▸ **TASK INSTRUCTIONS**
Give back each line of the listing below that contains the string "canonical".

▸ **GIVEN INFORMATION**
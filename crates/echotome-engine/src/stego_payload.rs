// SPDX-FileCopyrightText: © 2026 Echotome Contributors
//
// SPDX-License-Identifier: MPL-2.0

//! The small JSON document embedded in a sigil image: enough to recover
//! the master key and cross-check against the Ritual Ownership
//! Certificate, without storing anything that survives on its own.

use echotome_core::canonical::b64url;
use echotome_core::error::{EchotomeError, Result};
use echotome_stego::{embed, extract, RgbImage};
use serde::{Deserialize, Serialize};

/// The only `version` value this build understands.
pub const STEGO_PAYLOAD_VERSION: &str = "steg-1";

/// The document embedded into a vault's sigil image.
#[derive(Debug, Clone, PartialEq, Eq, Serialize, Deserialize)]
pub struct StegoPayload {
    pub rune_id: String,
    /// The master key, sealed under the ritual's effective encryption key.
    #[serde(with = "b64url")]
    pub enc_mk: Vec<u8>,
    /// `SHA256` of the canonical Ritual Ownership Certificate bytes, for
    /// cross-checking against the certificate loaded from `rituals_dir`.
    #[serde(with = "b64url")]
    pub roc_hash: Vec<u8>,
    /// The first track's Ritual Imprint Vector, matched bit-for-bit
    /// against the certificate's own copy.
    #[serde(with = "b64url")]
    pub riv: Vec<u8>,
    pub version: String,
}

/// Serializes `payload` to canonical JSON and embeds it into `image`'s
/// pixel LSBs, in place.
///
/// # Errors
///
/// Propagates [`EchotomeError::CapacityExceeded`] from
/// [`echotome_stego::embed`] if `image` is too small.
pub fn embed_payload(image: &mut RgbImage, payload: &StegoPayload) -> Result<()> {
    let bytes = serde_json::to_vec(payload)
        .map_err(|e| EchotomeError::InvalidInput(format!("payload is not serializable: {e}")))?;
    embed(image, &bytes)
}

/// Extracts and parses the payload embedded by [`embed_payload`].
///
/// # Errors
///
/// Propagates [`EchotomeError::PayloadCorrupt`]/[`EchotomeError::PayloadTruncated`]
/// from [`echotome_stego::extract`], or [`EchotomeError::InvalidInput`] if
/// the recovered bytes aren't a well-formed payload.
pub fn extract_payload(image: &RgbImage) -> Result<StegoPayload> {
    let bytes = extract(image)?;
    serde_json::from_slice(&bytes)
        .map_err(|e| EchotomeError::InvalidInput(format!("malformed steganographic payload: {e}")))
}

#[cfg(test)]
#[allow(clippy::unwrap_used, clippy::expect_used)]
mod tests {
    use super::*;

    fn blank_image(width: u32, height: u32) -> RgbImage {
        RgbImage::new(width, height, vec![0u8; (width * height * 3) as usize])
    }

    #[test]
    fn embed_then_extract_round_trips() {
        let mut image = blank_image(64, 64);
        let payload = StegoPayload {
            rune_id: "ECH-ABCD1234".to_string(),
            enc_mk: vec![1, 2, 3, 4],
            roc_hash: vec![5u8; 32],
            riv: vec![6u8; 32],
            version: STEGO_PAYLOAD_VERSION.to_string(),
        };
        embed_payload(&mut image, &payload).expect("embeds");
        let extracted = extract_payload(&image).expect("extracts");
        assert_eq!(extracted, payload);
    }

    #[test]
    fn oversized_payload_is_rejected() {
        let mut image = blank_image(2, 2);
        let payload = StegoPayload {
            rune_id: "ECH-ABCD1234".to_string(),
            enc_mk: vec![0u8; 4096],
            roc_hash: vec![0u8; 32],
            riv: vec![0u8; 32],
            version: STEGO_PAYLOAD_VERSION.to_string(),
        };
        let err = embed_payload(&mut image, &payload).unwrap_err();
        assert!(matches!(err, EchotomeError::CapacityExceeded));
    }
}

▸ **RESPONSE**
use echotome_core::canonical::b64url;
    /// `SHA256` of the canonical Ritual Ownership Certificate bytes, for
/// Serializes `payload` to canonical JSON and embeds it into `image`'s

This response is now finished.